[Greenbuilding] ERV strategy

elitalking elitalking at rockbridge.net
Mon Oct 25 07:41:47 CDT 2010


John, thanks for responding to my question.



Using your example, you must have another process to lower the humidity 
indoors in order to preserve that dryness with ERV.  Night flushing during 
fair weather summer days here in Virginia Mountains, brings in cool humid 
air.  When it is 95F outside, 75F inside still feels much better, even if at 
70% humidity.  Less humidity would be better.  The outdoor air later in day 
is just as humid in absolute terms (#vapor/unit volume).  Please correct me 
if I am wrong, however, in your example of the same temp but with the same 
relative humidity, the ERV has no dehumidifying ability. The indoor air must 
be dryer in order to preserve that dryness.


John O'Brien writes:
You seem to be making the issue more complex than it needs to be I
think. Assume both inside and outside temperatures are the same. You
have nicely dehumidified all your nice inside air to lets say a bone
chilling dry 20%, while outside it's raging ontario swamp heat wave at
100%.

With an HRV you're exchanging 20C air with 20C air... Check. HRV is
done. You've just replaced X amount of dry air with X amount of 100%
humidity air.

With your ERV, you've exchanged 20C air with 20C air again, but you've
also transferred your 20% in_humid with your 100% out_humid, which I
will assume will give you a new entering humidity of something in the
middle.. Let's say 60%. You now have 40% less humidity to remove.

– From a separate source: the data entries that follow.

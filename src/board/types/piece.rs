//! Piece and color types.

use std::fmt;

#[cfg(feature = "serde")]
use serde::{Deserialize, Serialize};

/// Chess piece types.
#[derive(Clone, Copy, PartialEq, Eq, Hash, Debug)]
#[cfg_attr(feature = "serde", derive(Serialize, Deserialize))]
pub enum Piece {
    Pawn,
    Knight,
    Bishop,
    Rook,
    Queen,
    King,
}

impl Piece {
    /// All piece types in index order
    pub const ALL: [Piece; 6] = [
        Piece::Pawn,
        Piece::Knight,
        Piece::Bishop,
        Piece::Rook,
        Piece::Queen,
        Piece::King,
    ];

    /// Parse a piece from a letter in either case (p, n, b, r, q, k)
    #[must_use]
    pub fn from_char(c: char) -> Option<Piece> {
        match c.to_ascii_lowercase() {
            'p' => Some(Piece::Pawn),
            'n' => Some(Piece::Knight),
            'b' => Some(Piece::Bishop),
            'r' => Some(Piece::Rook),
            'q' => Some(Piece::Queen),
            'k' => Some(Piece::King),
            _ => None,
        }
    }

    /// Parse a FEN piece letter: uppercase is White, lowercase is Black.
    #[must_use]
    pub fn from_fen_char(c: char) -> Option<(Color, Piece)> {
        if !c.is_ascii_alphabetic() {
            return None;
        }
        let color = if c.is_ascii_uppercase() {
            Color::White
        } else {
            Color::Black
        };
        Piece::from_char(c).map(|piece| (color, piece))
    }

    /// Convert piece to lowercase character
    #[inline]
    #[must_use]
    pub const fn to_char(self) -> char {
        match self {
            Piece::Pawn => 'p',
            Piece::Knight => 'n',
            Piece::Bishop => 'b',
            Piece::Rook => 'r',
            Piece::Queen => 'q',
            Piece::King => 'k',
        }
    }

    /// Convert piece to character with case based on color (uppercase for White)
    #[inline]
    #[must_use]
    pub fn to_fen_char(self, color: Color) -> char {
        let c = self.to_char();
        if color == Color::White {
            c.to_ascii_uppercase()
        } else {
            c
        }
    }
}

/// Chess colors.
#[derive(Clone, Copy, PartialEq, Eq, Hash, Debug)]
#[cfg_attr(feature = "serde", derive(Serialize, Deserialize))]
pub enum Color {
    White,
    Black,
}

impl Color {
    /// Both colors, White first
    pub const BOTH: [Color; 2] = [Color::White, Color::Black];

    /// Row delta of a pawn step (-1 for White, +1 for Black).
    ///
    /// Row 0 is rank 8, so White advances towards lower rows.
    #[inline]
    #[must_use]
    pub const fn pawn_direction(self) -> i32 {
        match self {
            Color::White => -1,
            Color::Black => 1,
        }
    }

    /// Row a pawn of this color starts on (6 for White, 1 for Black)
    #[inline]
    #[must_use]
    pub const fn pawn_home_row(self) -> i32 {
        match self {
            Color::White => 6,
            Color::Black => 1,
        }
    }

    /// Row an en-passant target must sit on for this color to capture it.
    #[inline]
    #[must_use]
    pub const fn en_passant_capture_row(self) -> i32 {
        match self {
            Color::White => 6,
            Color::Black => 1,
        }
    }

    /// FEN active-color letter
    #[inline]
    #[must_use]
    pub const fn to_fen_char(self) -> char {
        match self {
            Color::White => 'w',
            Color::Black => 'b',
        }
    }
}

impl fmt::Display for Color {
    fn fmt(&self, f: &mut fmt::Formatter<'_>) -> fmt::Result {
        match self {
            Color::White => write!(f, "White"),
            Color::Black => write!(f, "Black"),
        }
    }
}
use std::fmt;

#[cfg(feature = "serde")]
use serde::{Deserialize, Serialize};

use super::error::SquareError;
use super::{CastlingRights, Color, Coord, Piece};

/// Content of one board cell: empty, or a piece of some color.
pub type Cell = Option<(Color, Piece)>;

const BACK_RANK: [Piece; 8] = [
    Piece::Rook,
    Piece::Knight,
    Piece::Bishop,
    Piece::Queen,
    Piece::King,
    Piece::Bishop,
    Piece::Knight,
    Piece::Rook,
];

/// The 8x8 grid, row-major by `y` then `x`.
#[derive(Clone, Copy, PartialEq, Eq, Hash)]
#[cfg_attr(feature = "serde", derive(Serialize, Deserialize))]
pub struct Board {
    squares: [[Cell; 8]; 8],
}

impl Board {
    /// A board with no pieces.
    #[must_use]
    pub const fn empty() -> Self {
        Board {
            squares: [[None; 8]; 8],
        }
    }

    /// The standard starting layout: black on rows 0-1, white on rows 6-7.
    #[must_use]
    pub fn starting_position() -> Self {
        let mut board = Board::empty();
        for (x, &piece) in BACK_RANK.iter().enumerate() {
            board.squares[0][x] = Some((Color::Black, piece));
            board.squares[1][x] = Some((Color::Black, Piece::Pawn));
            board.squares[6][x] = Some((Color::White, Piece::Pawn));
            board.squares[7][x] = Some((Color::White, piece));
        }
        board
    }

    /// Cell at `coord`, or `None` when `coord` is off the board.
    #[inline]
    #[must_use]
    pub fn cell(&self, coord: Coord) -> Option<Cell> {
        coord.grid_index().map(|(row, col)| self.squares[row][col])
    }

    /// Piece at `coord`; `None` for empty or off-board squares.
    #[inline]
    #[must_use]
    pub fn piece_at(&self, coord: Coord) -> Cell {
        self.cell(coord).flatten()
    }

    /// Overwrite the cell at `coord`.
    pub fn set(&mut self, coord: Coord, cell: Cell) -> Result<(), SquareError> {
        let (row, col) = coord.grid_index().ok_or(SquareError::OutOfBounds {
            x: coord.x,
            y: coord.y,
        })?;
        self.squares[row][col] = cell;
        Ok(())
    }

    /// Rows of cells, row 0 first.
    #[must_use]
    pub fn rows(&self) -> &[[Cell; 8]; 8] {
        &self.squares
    }

    /// Every occupied square with its piece, in row order.
    pub fn pieces(&self) -> impl Iterator<Item = (Coord, Color, Piece)> + '_ {
        Coord::all().filter_map(move |coord| {
            self.piece_at(coord)
                .map(|(color, piece)| (coord, color, piece))
        })
    }

    pub(crate) fn from_rows(squares: [[Cell; 8]; 8]) -> Self {
        Board { squares }
    }
}

impl Default for Board {
    fn default() -> Self {
        Board::starting_position()
    }
}

impl fmt::Debug for Board {
    fn fmt(&self, f: &mut fmt::Formatter<'_>) -> fmt::Result {
        writeln!(f, "Board {{")?;
        for row in &self.squares {
            let line: String = row
                .iter()
                .map(|cell| cell.map_or('.', |(color, piece)| piece.to_fen_char(color)))
                .collect();
            writeln!(f, "    {line}")?;
        }
        write!(f, "}}")
    }
}

/// Full game state: board plus the side to move, castling rights,
/// en-passant target and move clocks.
///
/// States are plain values. Generators read a shared reference and never
/// mutate it.
#[derive(Clone, Copy, Debug, PartialEq, Eq, Hash)]
#[cfg_attr(feature = "serde", derive(Serialize, Deserialize))]
pub struct GameState {
    pub(crate) board: Board,
    pub(crate) side_to_move: Color,
    pub(crate) castling: CastlingRights,
    pub(crate) en_passant: Option<Coord>,
    pub(crate) halfmove_clock: u32,
    pub(crate) fullmove_number: u32,
}

impl GameState {
    /// The standard starting position with White to move.
    #[must_use]
    pub fn new() -> Self {
        GameState {
            board: Board::starting_position(),
            side_to_move: Color::White,
            castling: CastlingRights::all(),
            en_passant: None,
            halfmove_clock: 0,
            fullmove_number: 1,
        }
    }

    #[inline]
    #[must_use]
    pub fn board(&self) -> &Board {
        &self.board
    }

    #[inline]
    #[must_use]
    pub const fn side_to_move(&self) -> Color {
        self.side_to_move
    }

    #[inline]
    #[must_use]
    pub const fn castling_rights(&self) -> CastlingRights {
        self.castling
    }

    /// The square capturable en passant, if any.
    #[inline]
    #[must_use]
    pub const fn en_passant_target(&self) -> Option<Coord> {
        self.en_passant
    }

    /// Moves since the last pawn move or capture.
    #[inline]
    #[must_use]
    pub const fn halfmove_clock(&self) -> u32 {
        self.halfmove_clock
    }

    #[inline]
    #[must_use]
    pub const fn fullmove_number(&self) -> u32 {
        self.fullmove_number
    }

    /// Copy of this state with a different board.
    #[must_use]
    pub fn with_board(mut self, board: Board) -> Self {
        self.board = board;
        self
    }

    /// Copy of this state with a different en-passant target.
    #[must_use]
    pub fn with_en_passant(mut self, target: Option<Coord>) -> Self {
        self.en_passant = target;
        self
    }
}

impl Default for GameState {
    fn default() -> Self {
        GameState::new()
    }
}
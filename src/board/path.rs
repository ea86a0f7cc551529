//! Squares between two aligned coordinates.
//!
//! Both generators return a [`Path`] that starts one step past `from` and
//! ends on `to`. Misaligned, identical or off-board endpoints yield an
//! empty path rather than an error.

use std::iter::FusedIterator;

use super::Coord;

/// Ordered walk from one step past an origin up to and including a target.
#[derive(Clone, Copy, Debug, PartialEq, Eq)]
pub struct Path {
    next: Coord,
    step: (i32, i32),
    remaining: usize,
}

impl Path {
    const fn empty(from: Coord) -> Self {
        Path {
            next: from,
            step: (0, 0),
            remaining: 0,
        }
    }

    fn walk(from: Coord, step: (i32, i32), len: i32) -> Self {
        Path {
            next: from + step,
            step,
            remaining: len as usize,
        }
    }
}

impl Iterator for Path {
    type Item = Coord;

    fn next(&mut self) -> Option<Coord> {
        if self.remaining == 0 {
            return None;
        }
        let current = self.next;
        self.next = current + self.step;
        self.remaining -= 1;
        Some(current)
    }

    fn size_hint(&self) -> (usize, Option<usize>) {
        (self.remaining, Some(self.remaining))
    }
}

impl ExactSizeIterator for Path {}

impl FusedIterator for Path {}

/// Path along the rank or file shared by `from` and `to`.
#[must_use]
pub fn straight_path(from: Coord, to: Coord) -> Path {
    if !from.check_bounds() || !to.check_bounds() {
        return Path::empty(from);
    }
    let dx = to.x - from.x;
    let dy = to.y - from.y;
    match (dx, dy) {
        (0, 0) => Path::empty(from),
        (0, _) => Path::walk(from, (0, dy.signum()), dy.abs()),
        (_, 0) => Path::walk(from, (dx.signum(), 0), dx.abs()),
        _ => Path::empty(from),
    }
}

/// Path along the diagonal joining `from` and `to`.
#[must_use]
pub fn diagonal_path(from: Coord, to: Coord) -> Path {
    if !from.check_bounds() || !to.check_bounds() {
        return Path::empty(from);
    }
    let dx = to.x - from.x;
    let dy = to.y - from.y;
    if dx == 0 || dx.abs() != dy.abs() {
        return Path::empty(from);
    }
    Path::walk(from, (dx.signum(), dy.signum()), dx.abs())
}
use super::super::{Color, Coord, GameState, MoveList};

const KNIGHT_OFFSETS: [(i32, i32); 8] = [
    (1, 2),
    (2, 1),
    (2, -1),
    (1, -2),
    (-1, -2),
    (-2, -1),
    (-2, 1),
    (-1, 2),
];

impl GameState {
    #[must_use]
    pub fn generate_knight_moves(&self, from: Coord, colour: Color) -> MoveList {
        if !from.check_bounds() {
            return MoveList::new();
        }
        KNIGHT_OFFSETS
            .iter()
            .map(|&step| from + step)
            .filter(|&to| to.check_bounds() && self.is_open_for(to, colour))
            .collect()
    }
}

#[cfg(test)]
mod tests {
    use super::*;
    use crate::board::{Board, Piece};

    #[test]
    fn test_knight_in_centre_of_empty_board() {
        let state = GameState::new().with_board(Board::empty());
        assert_eq!(
            state
                .generate_knight_moves(Coord::new(4, 4), Color::White)
                .len(),
            8
        );
    }

    #[test]
    fn test_knight_in_corner() {
        let state = GameState::new().with_board(Board::empty());
        let moves = state.generate_knight_moves(Coord::new(0, 0), Color::Black);
        assert_eq!(moves.sorted(), vec![Coord::new(1, 2), Coord::new(2, 1)]);
    }

    #[test]
    fn test_knight_from_start_square() {
        let state = GameState::new();
        let moves = state.generate_knight_moves(Coord::new(1, 7), Color::White);
        assert_eq!(moves.sorted(), vec![Coord::new(0, 5), Coord::new(2, 5)]);
    }

    #[test]
    fn test_knight_captures_but_skips_own_pieces() {
        let mut board = Board::empty();
        board
            .set(Coord::new(5, 6), Some((Color::Black, Piece::Queen)))
            .unwrap();
        board
            .set(Coord::new(6, 5), Some((Color::White, Piece::Pawn)))
            .unwrap();
        let state = GameState::new().with_board(board);
        let moves = state.generate_knight_moves(Coord::new(4, 4), Color::White);
        assert_eq!(moves.len(), 7);
        assert!(moves.contains(Coord::new(5, 6)));
        assert!(!moves.contains(Coord::new(6, 5)));
    }
}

Numbers don't make sense, but the concept is correct if not very
simplistic. I think what Steve was talking about was with regards to
exhausting 100% humid bathroom/shower air, with the ERV you're
actually recyling some of that moisture back into the house. I imagine
the next SUPER_RV will have humidity sensors to disable exchange
depending on interior and exterior flow conditions.